Le financement de la protection sociale est aujourd’hui largement dépendant de la croissance économique et repose en grande partie sur la dynamique des revenus d’activité. A modèle constant, les ressources de la protection sociale devraient à l’avenir subir l’impact de l’évolution des modes productifs et de l’emploi notamment sous l’effet de deux facteurs : les changements impliqués par la transition écologique et une augmentation possible de l’auto-entrepreneuriat et du travail indépendant, au détriment du salariat. Comment dans ce contexte faire évoluer les modes de financement pour assurer la soutenabilité de notre modèle de protection sociale ?
Quel périmètre d’activité pour les mutuelles ?
Répondre aux enjeux auxquels le système de protection sociale est confronté implique des choix de société. Un large débat impliquant l’ensemble des parties prenantes le permettrait. Quels risques souhaitons-nous solvabiliser ? Avec quels objectifs ? Pour quelles populations ? Accepte-t-on d’y consacrer une part plus importante de notre richesse ? Se pose ensuite la question de la répartition de la prise en charge financière.

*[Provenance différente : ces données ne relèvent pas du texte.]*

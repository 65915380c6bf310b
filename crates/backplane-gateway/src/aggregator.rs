//! Status aggregator - probes every registered backend and caches the result

use std::collections::BTreeMap;
use std::sync::atomic::{AtomicU64, Ordering};
use std::sync::Arc;
use std::time::Duration;

use backplane_core::{
    BackendError, BackendResult, BackendStatus, Details, StatusSnapshot, Summary,
};
use futures::future::join_all;
use tokio::sync::Mutex;
use tracing::{debug, info, warn};

use crate::cache::StatusCache;
use crate::registry::BackendRegistry;

const SNAPSHOT_KEY: &str = "snapshot";

/// Default freshness window for liveness snapshots
pub const DEFAULT_STATUS_TTL: Duration = Duration::from_secs(30);

/// Default freshness window for data summaries
pub const DEFAULT_SUMMARY_TTL: Duration = Duration::from_secs(60);

/// Aggregator settings
#[derive(Debug, Clone)]
pub struct AggregatorConfig {
    pub status_ttl: Duration,
    pub summary_ttl: Duration,
}

impl Default for AggregatorConfig {
    fn default() -> Self {
        Self {
            status_ttl: DEFAULT_STATUS_TTL,
            summary_ttl: DEFAULT_SUMMARY_TTL,
        }
    }
}

/// Fans health checks out to every backend and answers from cache within
/// the freshness window.
///
/// Refreshes are serialized. A non-forced caller that waited on an in-flight
/// refresh gets that refresh's snapshot; a forced caller always runs a round
/// of its own once the lock is free.
pub struct StatusAggregator {
    registry: Arc<BackendRegistry>,
    config: AggregatorConfig,
    statuses: StatusCache<StatusSnapshot>,
    summaries: StatusCache<Summary>,
    details: StatusCache<Details>,
    refresh_lock: Mutex<()>,
    /// Completed probe rounds
    rounds: AtomicU64,
}

impl StatusAggregator {
    pub fn new(registry: Arc<BackendRegistry>, config: AggregatorConfig) -> Self {
        Self {
            registry,
            config,
            statuses: StatusCache::new(),
            summaries: StatusCache::new(),
            details: StatusCache::new(),
            refresh_lock: Mutex::new(()),
            rounds: AtomicU64::new(0),
        }
    }

    pub fn registry(&self) -> &Arc<BackendRegistry> {
        &self.registry
    }

    pub fn config(&self) -> &AggregatorConfig {
        &self.config
    }

    /// Number of probe rounds run so far
    pub fn probe_rounds(&self) -> u64 {
        self.rounds.load(Ordering::SeqCst)
    }

    /// Current snapshot; probes every backend when the cache is stale or
    /// `force_refresh` is set
    pub async fn get_snapshot(&self, force_refresh: bool) -> StatusSnapshot {
        if !force_refresh {
            if let Some(snapshot) = self.statuses.get(SNAPSHOT_KEY) {
                return snapshot;
            }
        }

        let _guard = self.refresh_lock.lock().await;

        // A round finished while we waited; only a forced caller needs its own
        if !force_refresh {
            if let Some(snapshot) = self.statuses.get(SNAPSHOT_KEY) {
                return snapshot;
            }
        }

        let snapshot = self.probe_all().await;
        self.statuses
            .set(SNAPSHOT_KEY, snapshot.clone(), self.config.status_ttl);
        self.rounds.fetch_add(1, Ordering::SeqCst);
        snapshot
    }

    async fn probe_all(&self) -> StatusSnapshot {
        debug!(backends = self.registry.len(), "Probing backends");

        let tasks: Vec<_> = self
            .registry
            .iter()
            .map(|(name, backend)| {
                let probe = backend.probe().clone();
                let handle = tokio::spawn(async move { probe.check_health().await });
                (name.to_string(), backend.kind(), handle)
            })
            .collect();

        let statuses = join_all(tasks.into_iter().map(|(name, kind, handle)| async move {
            match handle.await {
                Ok(status) if status.name() == name => status,
                Ok(status) => rename(status, name),
                Err(e) => {
                    let detail = if e.is_panic() {
                        "probe panicked"
                    } else {
                        "probe cancelled"
                    };
                    warn!(backend = %name, error = %e, "Probe task failed");
                    BackendStatus::unhealthy(name, kind, detail)
                }
            }
        }))
        .await;

        let snapshot = StatusSnapshot::from_statuses(statuses);
        info!(
            connected = snapshot.connected_count(),
            total = snapshot.len(),
            "Backend status refreshed"
        );
        snapshot
    }

    /// Healthy backends in the current snapshot
    pub async fn get_connected_count(&self) -> usize {
        self.get_snapshot(false).await.connected_count()
    }

    /// Status of one backend from the current snapshot
    pub async fn backend_status(&self, name: &str) -> Option<BackendStatus> {
        self.get_snapshot(false).await.get(name).cloned()
    }

    /// Whether every registered backend is healthy (false with none registered)
    pub async fn all_healthy(&self) -> bool {
        self.get_snapshot(false).await.all_healthy()
    }

    /// Summary of one backend, served from the summary cache when fresh.
    ///
    /// Error summaries are returned but not cached.
    pub async fn summarize(&self, name: &str) -> BackendResult<Summary> {
        let backend = self
            .registry
            .get(name)
            .ok_or_else(|| BackendError::UnknownBackend(name.to_string()))?;

        if let Some(summary) = self.summaries.get(name) {
            return Ok(summary);
        }

        let summary = backend.probe().summarize().await;
        if !summary.is_error() {
            self.summaries
                .set(name, summary.clone(), self.config.summary_ttl);
        }
        Ok(summary)
    }

    /// Detailed data of one backend, cached for the summary window.
    ///
    /// Error details are returned but not cached.
    pub async fn details(&self, name: &str) -> BackendResult<Details> {
        let backend = self
            .registry
            .get(name)
            .ok_or_else(|| BackendError::UnknownBackend(name.to_string()))?;

        if let Some(details) = self.details.get(name) {
            return Ok(details);
        }

        let details = backend.probe().details().await;
        if !details.is_error() {
            self.details
                .set(name, details.clone(), self.config.summary_ttl);
        }
        Ok(details)
    }

    /// Summaries of every backend, collected concurrently
    pub async fn summaries(&self) -> BTreeMap<String, Summary> {
        let names: Vec<&str> = self.registry.names().collect();
        let results = join_all(names.iter().map(|name| self.summarize(name))).await;

        names
            .into_iter()
            .zip(results)
            .filter_map(|(name, result)| result.ok().map(|summary| (name.to_string(), summary)))
            .collect()
    }

    /// Drop every cached snapshot, summary and detail read
    pub fn invalidate(&self) {
        info!("Invalidating status, summary and detail caches");
        self.statuses.invalidate_all();
        self.summaries.invalidate_all();
        self.details.invalidate_all();
    }

    /// Invalidate caches and probe again
    pub async fn refresh(&self) -> StatusSnapshot {
        self.invalidate();
        self.get_snapshot(true).await
    }
}

/// Re-key a status under the name it was registered with
fn rename(status: BackendStatus, name: String) -> BackendStatus {
    let renamed = if status.is_healthy() {
        BackendStatus::healthy(name, status.kind())
    } else {
        BackendStatus::unhealthy(name, status.kind(), status.detail())
    };
    renamed.with_checked_at(status.checked_at())
}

Le système mixte actuel comporte une composante de redistribution marquée avec l’assurance maladie obligatoire tandis que les mutuelles mutualisent le risque entre bien-portants et malades et ajoutent personnalisation de la couverture et capacité d’innovation. Ces dernières décennies cependant, leur activité a fait l’objet d’un encadrement accru. La puissance publique s’en est par ailleurs remise au principe de la concurrence par les prix sans en évaluer les effets. La segmentation des voies d’accès à la complémentaire a été accrue, au détriment des capacités de mutualisation. Pour répondre à l’évolution des besoins sociaux, il faut aujourd’hui changer de grille de lecture et desserrer le carcan normatif pour permettre aux mutuelles d’exprimer pleinement leur plus-value.
La prévention est un rôle investi depuis longtemps par les mutuelles mais qui pourrait être davantage développé. En prévention primaire, le rôle de la puissance publique est important. Pour autant, les mutuelles sont autant de points d’appui sur le territoire. En prévention secondaire, notamment dans le cadre professionnel, il faut trouver des moyens de généraliser leur implication. Mais il faut aussi que la prévention, comme l’ensemble des services des mutuelles qui ne relèvent pas des remboursements de soins, en matière d’action sociale par exemple, ne soit pas comme aujourd’hui comptabilisée dans les frais de gestion, ce qui a pour effet mécanique de minorer leur taux de redistribution réel.
Ne doit-on pas intégrer les considérations de bien-être et de santé dans l’élaboration et la mise en œuvre et l’évaluation de toutes les politiques publiques ? Deux axes prioritaires pourraient être empruntés : la petite enfance et l’activité physique et sportive régulière tout au long de l’existence. La question de la santé mentale est également essentielle, les enjeux de prévention, de dépistage précoce, de déstigmatisation y jouant un rôle déterminant.
La création d’une cinquième branche de la Sécurité sociale consacrée à l’autonomie est louable mais le niveau des financements n’est pas à la hauteur des besoins. La prise en charge du risque de perte d’autonomie relève d’une responsabilité collective et doit être avant tout supportée par la solidarité nationale mais si l’État ne peut en assumer l’intégralité du financement, une solution assurantielle pourrait être envisagée.
Jugés complexes, mal appréhendés, les risques qui relèvent de la prévoyance sont trop peu couverts, ce qui peut avoir des conséquences pénalisantes sur le quotidien des Français. Il faut sensibiliser les employeurs et les actifs au risque d’absence de couverture en prévoyance et développer les couvertures de prévoyance.
Tous ces défis nous pouvons les transformer en autant d’opportunités pour faire évoluer notre système de protection sociale. Le levier de la démocratie en santé pourrait être décisif pour faire vivre et évoluer notre modèle social, en concertation et en renforçant la participation de l’ensemble des parties prenantes.